The AFC senior vice president's shock rise to the top job from relative obscurity was triggered automatically when FIFA suspended bin Hammam while it probes the vote-buying allegations.

Events moved so quickly and the future is so uncertain that Zhang said he has not even printed out new name cards.
But he said he had not faced calls for an extraordinary AFC congress to elect a new leader. Unless bin Hammam clears his name and returns to office, Zhang could stay in power for a year before facing a presidential vote.

After bin Hammam's withdrawal, Blatter won 186 out of 203 votes in his landslide June 2 re-election as FIFA president, indicating at least a lack of opposition to the controversial Swiss among the AFC's 46 members.
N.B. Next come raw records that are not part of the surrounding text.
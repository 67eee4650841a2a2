use clap::Command;

use crate::common::add_run_args;

pub const CALL_CMD: &str = "call";

pub fn create_call_cli() -> Command {
    add_run_args(
        Command::new(CALL_CMD)
            .about("Cluster signatures, merge clusters across evidence passes and write genotyped calls (calls.bed, calls.vcf)."),
    )
}
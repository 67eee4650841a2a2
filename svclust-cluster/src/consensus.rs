//! Consensus of a group of records: medians for positions and sizes, majority for
//! orientations, population standard deviations for the spread.

use std::collections::BTreeSet;

use svclust_core::models::{
    Breakend, Cluster, ClusterId, Consensus, Locus, Orientation, PartitionKey, SignatureId,
    SignatureStore, VariantKind,
};

///
/// Median of a list of positions. For an even count the two middle values are
/// averaged and rounded down. Returns 0 for an empty list.
///
pub fn median(values: &mut [u32]) -> u32 {
    if values.is_empty() {
        return 0;
    }
    values.sort_unstable();
    let mid = values.len() / 2;
    if values.len() % 2 == 1 {
        values[mid]
    } else {
        ((u64::from(values[mid - 1]) + u64::from(values[mid])) / 2) as u32
    }
}

/// Population standard deviation.
pub fn std_dev(values: &[f64]) -> f64 {
    if values.is_empty() {
        return 0.0;
    }
    let n = values.len() as f64;
    let mean = values.iter().sum::<f64>() / n;
    let variance = values.iter().map(|v| (v - mean).powi(2)).sum::<f64>() / n;
    variance.sqrt()
}

/// Majority vote; ties go to [`Orientation::Forward`].
fn majority(orientations: impl Iterator<Item = Orientation>) -> Orientation {
    let (forward, reverse) = orientations.fold((0usize, 0usize), |(f, r), o| match o {
        Orientation::Forward => (f + 1, r),
        Orientation::Reverse => (f, r + 1),
    });
    if reverse > forward {
        Orientation::Reverse
    } else {
        Orientation::Forward
    }
}

///
/// Representative locus and payload of records sharing one partition key.
///
/// Each record is `(start, end, kind)`. Start and end are the medians of the
/// record starts and ends; the payload is combined per kind.
///
pub fn consensus_kind(key: &PartitionKey, records: &[(u32, u32, &VariantKind)]) -> (Locus, VariantKind) {
    let mut starts: Vec<u32> = records.iter().map(|(s, _, _)| *s).collect();
    let mut ends: Vec<u32> = records.iter().map(|(_, e, _)| *e).collect();
    let start = median(&mut starts);
    let end = median(&mut ends).max(start);

    let kinds = records.iter().map(|(_, _, k)| *k);
    let kind = match records.first().map(|(_, _, k)| *k) {
        None | Some(VariantKind::Deletion) => VariantKind::Deletion,
        Some(VariantKind::Insertion { .. }) => {
            let mut lengths: Vec<u32> = kinds
                .filter_map(|k| match k {
                    VariantKind::Insertion { length } => Some(*length),
                    _ => None,
                })
                .collect();
            VariantKind::Insertion {
                length: median(&mut lengths),
            }
        }
        Some(VariantKind::Inversion { .. }) => {
            let orientations: BTreeSet<Option<Orientation>> = kinds
                .filter_map(|k| match k {
                    VariantKind::Inversion { orientation } => Some(*orientation),
                    _ => None,
                })
                .collect();
            // mixed or unknown orientations give no consensus orientation
            let orientation = match orientations.len() {
                1 => orientations.into_iter().next().flatten(),
                _ => None,
            };
            VariantKind::Inversion { orientation }
        }
        Some(VariantKind::TandemDuplication { .. }) => {
            let mut copies: Vec<u32> = kinds
                .filter_map(|k| match k {
                    VariantKind::TandemDuplication { copies } => Some(*copies),
                    _ => None,
                })
                .collect();
            VariantKind::TandemDuplication {
                copies: median(&mut copies).max(1),
            }
        }
        Some(VariantKind::Translocation { mate, .. }) => {
            let mut mate_positions = Vec::with_capacity(records.len());
            let mut orientations = Vec::with_capacity(records.len());
            let mut mate_orientations = Vec::with_capacity(records.len());
            for k in kinds {
                if let VariantKind::Translocation {
                    mate,
                    orientation,
                    mate_orientation,
                } = k
                {
                    mate_positions.push(mate.pos);
                    orientations.push(*orientation);
                    mate_orientations.push(*mate_orientation);
                }
            }
            let mate_chr = key.partner_chr.as_deref().unwrap_or(&mate.chr);
            VariantKind::Translocation {
                mate: Breakend::new(mate_chr, median(&mut mate_positions)),
                orientation: majority(orientations.into_iter()),
                mate_orientation: majority(mate_orientations.into_iter()),
            }
        }
        Some(VariantKind::InsertionFrom { origin }) => {
            let mut origin_starts = Vec::with_capacity(records.len());
            let mut origin_ends = Vec::with_capacity(records.len());
            for k in kinds {
                if let VariantKind::InsertionFrom { origin } = k {
                    origin_starts.push(origin.start);
                    origin_ends.push(origin.end);
                }
            }
            let origin_chr = key.partner_chr.as_deref().unwrap_or(&origin.chr);
            let origin_start = median(&mut origin_starts);
            let origin_end = median(&mut origin_ends).max(origin_start);
            VariantKind::InsertionFrom {
                origin: Locus::new(origin_chr, origin_start, origin_end),
            }
        }
    };

    let end = if kind.is_point() { start } else { end };
    (Locus::new(&key.chr, start, end), kind)
}

///
/// Build a [`Cluster`] from a group of signature ids.
///
/// Returns `None` when the group has fewer distinct reads than `min_support`.
///
pub fn build_cluster(
    store: &SignatureStore,
    id: ClusterId,
    key: &PartitionKey,
    members: Vec<SignatureId>,
    min_support: usize,
) -> Option<Cluster> {
    let reads: BTreeSet<String> = members
        .iter()
        .map(|m| store[*m].read.clone())
        .collect();
    if members.is_empty() || reads.len() < min_support {
        return None;
    }

    let records: Vec<(u32, u32, &VariantKind)> = members
        .iter()
        .map(|m| {
            let signature = &store[*m];
            (signature.start, signature.end, &signature.kind)
        })
        .collect();
    let (locus, kind) = consensus_kind(key, &records);

    let spans: Vec<f64> = members
        .iter()
        .map(|m| {
            let signature = &store[*m];
            f64::from(signature.size().unwrap_or(signature.end - signature.start))
        })
        .collect();
    let positions: Vec<f64> = members
        .iter()
        .map(|m| {
            let signature = &store[*m];
            (f64::from(signature.start) + f64::from(signature.end)) / 2.0
        })
        .collect();

    let consensus = Consensus {
        locus,
        kind,
        std_span: std_dev(&spans),
        std_pos: std_dev(&positions),
    };

    Some(Cluster::new(id, key.clone(), members, reads, consensus))
}
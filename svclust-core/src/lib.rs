//! Core data model for svclust.
//!
//! This crate holds everything the clustering and calling crates share:
//!
//! - [`models::Signature`] and the [`models::SignatureStore`] that owns them for a run
//! - [`models::Cluster`] and [`models::Call`], the products of the calling pipeline
//! - [`models::ReferenceMetadata`], the ordered contig list used for output ordering
//! - [`config::RunConfig`], the explicit run configuration
//! - [`diagnostics::Diagnostic`], per-record problems reported back to the caller
//!
//! Nothing in here writes to a log or to disk on its own; callers decide what to do
//! with diagnostics and results.

pub mod config;
pub mod diagnostics;
pub mod errors;
pub mod models;
pub mod utils;

// re-exports
pub use config::RunConfig;
pub use diagnostics::Diagnostic;
pub use errors::{MalformedSignature, SvClustError};
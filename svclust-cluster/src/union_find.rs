use fxhash::FxHashMap;

/// Disjoint sets with path compression and union by rank.
pub struct UnionFind {
    parent: Vec<usize>,
    rank: Vec<usize>,
}

impl UnionFind {
    pub fn new(n: usize) -> Self {
        UnionFind {
            parent: (0..n).collect(),
            rank: vec![0; n],
        }
    }

    pub fn find(&mut self, x: usize) -> usize {
        if self.parent[x] != x {
            self.parent[x] = self.find(self.parent[x]);
        }
        self.parent[x]
    }

    pub fn union(&mut self, x: usize, y: usize) {
        let root_x = self.find(x);
        let root_y = self.find(y);

        if root_x != root_y {
            if self.rank[root_x] < self.rank[root_y] {
                self.parent[root_x] = root_y;
            } else if self.rank[root_x] > self.rank[root_y] {
                self.parent[root_y] = root_x;
            } else {
                self.parent[root_y] = root_x;
                self.rank[root_x] += 1;
            }
        }
    }

    ///
    /// All sets as groups of element indices. Groups are ordered by their
    /// smallest element and each group is ascending, so the result does not
    /// depend on the union order.
    ///
    pub fn get_sets(&mut self) -> Vec<Vec<usize>> {
        let mut root_to_group: FxHashMap<usize, usize> = FxHashMap::default();
        let mut groups: Vec<Vec<usize>> = Vec::new();

        for i in 0..self.parent.len() {
            let root = self.find(i);
            let group = *root_to_group.entry(root).or_insert_with(|| {
                groups.push(Vec::new());
                groups.len() - 1
            });
            groups[group].push(i);
        }

        groups
    }
}

#[cfg(test)]
mod tests {
    use super::*;

    use pretty_assertions::{assert_eq, assert_ne};
    use rstest::*;

    #[rstest]
    fn test_get_sets_ordered() {
        let mut uf = UnionFind::new(6);
        uf.union(5, 1);
        uf.union(3, 4);
        uf.union(4, 0);

        assert_eq!(uf.find(0), uf.find(3));
        assert_ne!(uf.find(1), uf.find(2));
        assert_eq!(uf.get_sets(), vec![vec![0, 3, 4], vec![1, 5], vec![2]]);
    }

    #[rstest]
    fn test_empty() {
        let mut uf = UnionFind::new(0);
        assert!(uf.get_sets().is_empty());
    }
}
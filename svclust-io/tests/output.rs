use std::path::PathBuf;

use pretty_assertions::assert_eq;
use rstest::*;

use svclust_core::models::{Breakend, Call, Genotype, Orientation, ReferenceMetadata, VariantKind};
use svclust_io::{BedWrite, CallSet, VcfHeader, VcfWrite};

#[fixture]
fn reference() -> ReferenceMetadata {
    let path = PathBuf::from("../tests/data/reference/genome.fa.fai");
    ReferenceMetadata::try_from(path.as_path()).unwrap()
}

fn call(chr: &str, start: u32, end: u32, kind: VariantKind, support: usize) -> Call {
    Call {
        id: None,
        chr: chr.to_string(),
        start,
        end,
        kind,
        genotype: Genotype::Heterozygous,
        support,
        depth: Some(10),
        quality: 40,
        std_span: 2.0,
        std_pos: 1.0,
        clusters: Vec::new(),
    }
}

#[rstest]
fn test_bed_and_vcf_describe_the_same_calls(reference: ReferenceMetadata) {
    let calls = vec![
        call("X", 4005, 4005, VariantKind::Insertion { length: 90 }, 2),
        call(
            "1",
            5005,
            5005,
            VariantKind::Translocation {
                mate: Breakend::new("2", 8010),
                orientation: Orientation::Forward,
                mate_orientation: Orientation::Reverse,
            },
            2,
        ),
        call("2", 30010, 30010, VariantKind::Insertion { length: 335 }, 3),
        call("1", 1001, 1202, VariantKind::Deletion, 4),
    ];
    let set = CallSet::assemble(calls, &reference);

    let dir = tempfile::tempdir().unwrap();
    let bed_path = dir.path().join("calls.bed");
    let vcf_path = dir.path().join("calls.vcf");
    set.write_bed(&bed_path).unwrap();
    set.write_vcf(&vcf_path, &VcfHeader::new("Sample", "ngmlr"))
        .unwrap();

    let bed = std::fs::read_to_string(&bed_path).unwrap();
    let bed_lines: Vec<&str> = bed.lines().collect();
    assert_eq!(
        bed_lines,
        vec![
            "1\t1001\t1202\tDEL",
            "1\t5005\t5006\tBND",
            "2\t30010\t30011\tINS",
            "X\t4005\t4006\tINS",
        ]
    );

    let vcf = std::fs::read_to_string(&vcf_path).unwrap();
    let records: Vec<Vec<&str>> = vcf
        .lines()
        .filter(|l| !l.starts_with('#'))
        .map(|l| l.split('\t').collect())
        .collect();
    assert_eq!(records.len(), bed_lines.len());

    // same order, POS is one-based
    for (record, bed_line) in records.iter().zip(&bed_lines) {
        let bed_fields: Vec<&str> = bed_line.split('\t').collect();
        assert_eq!(record[0], bed_fields[0]);
        assert_eq!(
            record[1].parse::<u32>().unwrap(),
            bed_fields[1].parse::<u32>().unwrap() + 1
        );
    }

    let ids: Vec<&str> = records.iter().map(|r| r[2]).collect();
    assert_eq!(
        ids,
        vec!["svclust.DEL.1", "svclust.BND.1", "svclust.INS.1", "svclust.INS.2"]
    );

    let contigs = vcf.lines().filter(|l| l.starts_with("##contig")).count();
    assert_eq!(contigs, 3);
}
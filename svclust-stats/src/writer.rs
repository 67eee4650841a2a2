use std::collections::BTreeMap;
use std::fs::{File, create_dir_all};
use std::io::{BufWriter, Write};
use std::path::{Path, PathBuf};

use serde::Serialize;

use svclust_core::models::VariantType;

use crate::errors::Result;
use crate::models::{Histogram, TypeStatistics};
use crate::statistics::{HasSize, VariantSetStatistics};

pub const SUMMARY_FILE: &str = "summary.json";

#[derive(Serialize)]
struct Summary<'a> {
    total: usize,
    types: Vec<&'a TypeStatistics>,
}

fn write_histogram(path: &Path, histogram: &Histogram) -> Result<()> {
    let mut writer = BufWriter::new(File::create(path)?);
    writeln!(writer, "start\tend\tcount")?;
    for bin in &histogram.bins {
        writeln!(writer, "{}\t{}\t{}", bin.start, bin.end, bin.count)?;
    }
    writer.flush()?;
    Ok(())
}

///
/// Write `size_<type>.tsv` and `support_<type>.tsv` for every variant type
/// present in `items`, plus a `summary.json` with the per-type statistics.
/// Returns the paths written, summary last.
///
pub fn write_statistics<T: HasSize>(dir: &Path, items: &[T], n_bins: usize) -> Result<Vec<PathBuf>> {
    create_dir_all(dir)?;
    let mut written = Vec::new();

    let histograms: [(&str, BTreeMap<VariantType, Histogram>); 2] = [
        ("size", items.size_histograms(n_bins)),
        ("support", items.support_histograms()),
    ];
    for (prefix, per_type) in &histograms {
        for (variant_type, histogram) in per_type {
            let path = dir.join(format!("{}_{}.tsv", prefix, variant_type.short_name()));
            write_histogram(&path, histogram)?;
            written.push(path);
        }
    }

    let statistics = items.type_statistics();
    let summary = Summary {
        total: items.len(),
        types: statistics.values().collect(),
    };
    let path = dir.join(SUMMARY_FILE);
    let mut writer = BufWriter::new(File::create(&path)?);
    serde_json::to_writer_pretty(&mut writer, &summary)?;
    writer.flush()?;
    written.push(path);

    Ok(written)
}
Zhang's loyalties are unclear, but in January he failed in a bid to win election to FIFA's executive committee, while two bin Hammam supporters were successful.

"This (post) is only temporary according to the statutes, to be in the office to carry on with what the AFC statutes already asked me to do," Zhang said.

"So the only thing I want to do is get familiar with the administration, which is daily work at headquarters to manage with our member associations... and to deal with all these football matters in Asia."

Zhang refused to comment on the damaging claims against bin Hammam, who fiercely denies bribery as he fights to hold on to his nine-year presidency.

And Zhang said it was premature to talk about reforming Asian football, which is battling corruption scandals in several countries including South Korea and his homeland China.

"(We can't) say at the moment we're going to reform or change all this because it's not yet time," he said.

"I have objectives to follow the normal procedures, maintain stability, enhance unity, promote development, hand in hand together to manage the difficulties."

"The main difficulty is, as all of us are aware, the current situation in global football, and also the inference in the AFC and Asian football," he added, referring to corruption accusations dogging the world body.

Zhang denied that his stand against corruption was weakened by the graft crisis in China -- where he is the former soccer boss -- that has left several top officials facing jail.

"Inside China, football is really facing very difficult problems with match-fixing, corruption and so on," he said.

"This has been found out by the Chinese Football Association itself, that means internally found out. It has been solved or it's on the way to being solved by the concern of the Chinese government and the Chinese fans.

"It's not the outside who pushed the China Football Association to do this. It's China itself who found out about this corruption, gambling, and match-fixing which harms a lot the development of Chinese football."

Zhang said he supports FIFA's recent efforts against corruption, which include Blatter's quirky "council of wisdom" including Henry Kissinger, Placido Domingo and Johan Cruyff, to advise on the recent controversies.

He laughed off questions about when giant China, which continues to struggle in global football, would host its first World Cup.

"It's too far away to say," he said.